Update Will and Estate Plan

Of course, creating and updating a will is a recommendation we hear all of the time, so most of us become desensitized.  But a will, even for younger service members with families or property, is essential for proper management of an estate.  And yes, pretty much everyone has an estate that must be distributed upon death; a will is an opportunity to ensure distribution according to one’s wishes.  Critical, non-financial decisions include items like selecting an executor or determining who will become responsible for caring for children under different circumstances.  Nolo.com provides an excellent overview of executor responsibilities; deliberate thought should go into the selection of this person.

We have all heard the stories about someone who forgot to update their will, resulting in savings and assets going to a recently divorced spouse, for example.  Lacking a will entirely is just about as bad.  Upon someone’s death, assets and responsibilities go through a court process called “probate,” which is the process where the deceased’s estate pays off any debts, and remaining assets are distributed according to the will and state law.  States also have a special set of laws for people who die without a will.  These laws vary by state, but could easily result in properties not going to intended recipients.
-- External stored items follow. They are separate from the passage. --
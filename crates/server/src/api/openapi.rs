use utoipa::OpenApi;

use super::schemas::{
    AuditLlmCallRequest, AuditLlmCallResponse, ConnectorStatus, ErrorResponse, McpExecuteRequest,
    McpQueryRequest, PreCheckRequest, PreCheckResponse, ProxyExecuteRequest, ProxyExecuteResponse,
};

/// OpenAPI document for the gateway surface.
#[derive(OpenApi)]
#[openapi(
    info(
        title = "Warden Gateway API",
        description = "AI-governance gateway: policy pre-checks, LLM call audits, and tenant-scoped connector access."
    ),
    paths(
        super::precheck::pre_check,
        super::audit::audit_llm_call,
        super::proxy::execute,
        super::mcp::query,
        super::mcp::execute,
        super::mcp::list_connectors,
        super::mcp::connector_health,
        super::mcp::aggregate_health,
        super::health::health,
        super::health::metrics,
    ),
    components(schemas(
        PreCheckRequest,
        PreCheckResponse,
        AuditLlmCallRequest,
        AuditLlmCallResponse,
        ProxyExecuteRequest,
        ProxyExecuteResponse,
        McpQueryRequest,
        McpExecuteRequest,
        ConnectorStatus,
        ErrorResponse,
    )),
    tags(
        (name = "Gateway", description = "Pre-check and audit protocol"),
        (name = "Connectors", description = "Tenant-scoped connector access"),
        (name = "Health", description = "Liveness and counters")
    )
)]
pub struct ApiDoc;
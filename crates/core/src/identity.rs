use std::collections::HashSet;

use chrono::{DateTime, Utc};
use serde::{Deserialize, Serialize};

use crate::types::{ClientId, OrgId, TenantId};

/// An authenticated end user on whose behalf a request is made.
#[derive(Debug, Clone, Serialize, Deserialize)]
#[cfg_attr(feature = "openapi", derive(utoipa::ToSchema))]
pub struct User {
    /// Unique user identifier.
    pub id: String,

    /// Email address, when known.
    pub email: String,

    /// Role name (free-form; "admin" is meaningful to policy checks).
    pub role: String,

    /// Tenant the user belongs to.
    pub tenant_id: TenantId,

    /// Capability strings granted to the user.
    #[serde(default)]
    pub permissions: HashSet<String>,
}

impl User {
    /// Return `true` if the user holds the `admin` capability.
    #[must_use]
    pub fn is_admin(&self) -> bool {
        self.permissions.contains("admin")
    }
}

/// An authenticated client application.
#[derive(Debug, Clone, Serialize, Deserialize)]
#[cfg_attr(feature = "openapi", derive(utoipa::ToSchema))]
pub struct Client {
    /// Unique client identifier.
    pub id: ClientId,

    /// Organization the client belongs to.
    pub org_id: OrgId,

    /// Tenant the client is bound to.
    pub tenant_id: TenantId,

    /// Requests per minute granted to this client.
    pub rate_limit: u32,

    /// License tier name (e.g. `"enterprise"`).
    pub license_tier: String,

    /// When the license expires, if bounded.
    pub license_expiry: Option<DateTime<Utc>>,

    /// Whether the client may make requests at all.
    pub enabled: bool,

    /// Service name, for service-identity licenses. When set, permissions
    /// embedded in the license take precedence over stored tenant ACLs.
    pub service_name: Option<String>,
}

#[cfg(test)]
mod tests {
    use super::*;

    #[test]
    fn admin_permission_detected() {
        let mut user = User {
            id: "u1".into(),
            email: "u1@example.com".into(),
            role: "analyst".into(),
            tenant_id: TenantId::new("tenant-a"),
            permissions: HashSet::new(),
        };
        assert!(!user.is_admin());
        user.permissions.insert("admin".into());
        assert!(user.is_admin());
    }

    #[test]
    fn client_serde_roundtrip() {
        let client = Client {
            id: ClientId::new("client-1"),
            org_id: OrgId::new("org-1"),
            tenant_id: TenantId::new("tenant-a"),
            rate_limit: 120,
            license_tier: "enterprise".into(),
            license_expiry: None,
            enabled: true,
            service_name: Some("etl-sync".into()),
        };
        let json = serde_json::to_string(&client).unwrap();
        let back: Client = serde_json::from_str(&json).unwrap();
        assert_eq!(back.id, client.id);
        assert_eq!(back.service_name.as_deref(), Some("etl-sync"));
    }
}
Service members can draft wills at on-base legal offices and are often offered the opportunity to create a will as part of their deployment preparation.  Any service members who own property or other assets or have complex obligations should consider working with an estate lawyer who can determine the applicability of various laws and statutes to each service member.  Estate lawyers exist because the subject is complicated enough that a general-purpose lawyer in a military unit may not have sufficient knowledge to best serve clients with complex circumstances.

Update Beneficiary Information

Following closely behind a will in importance is updating account beneficiary information.  Beneficiaries are often designated on 401(k) accounts, TSP, IRAs, life insurance (including SGLI), and bank accounts.  If you took care of step 1 and created a will, why is this step important?  Fortunately or unfortunately, accounts with designated beneficiaries bypass the probate process controlled by a will and the court system.  In other words, the beneficiaries listed for each account receive the assets regardless of any instructions included in a will.  As such, updating a will but leaving outdated beneficiary information could result in assets transferring to unintended recipients.  Service members will have to contact each financial institution where they have accounts and life insurance to update beneficiary designations.

Draft Powers of Attorney

Powers of attorney authorize another person or entity to conduct transactions on your behalf or in your name, and that ability may be critical for a spouse or family.  These requirements include mundane tasks like annual registration renewal for a car, managing a home or mortgage, and access to bank or investment accounts.  Powers of attorney can be general or specific.  A general power of attorney authorizes a designated representative to conduct any business on your behalf without restriction.  As some might suspect, the general power of attorney is subject to abuse when service members are out of contact for extended periods of time.  Because of some instances of abuse, some organizations may decline to provide services under a general power of attorney, which leads us to the special version.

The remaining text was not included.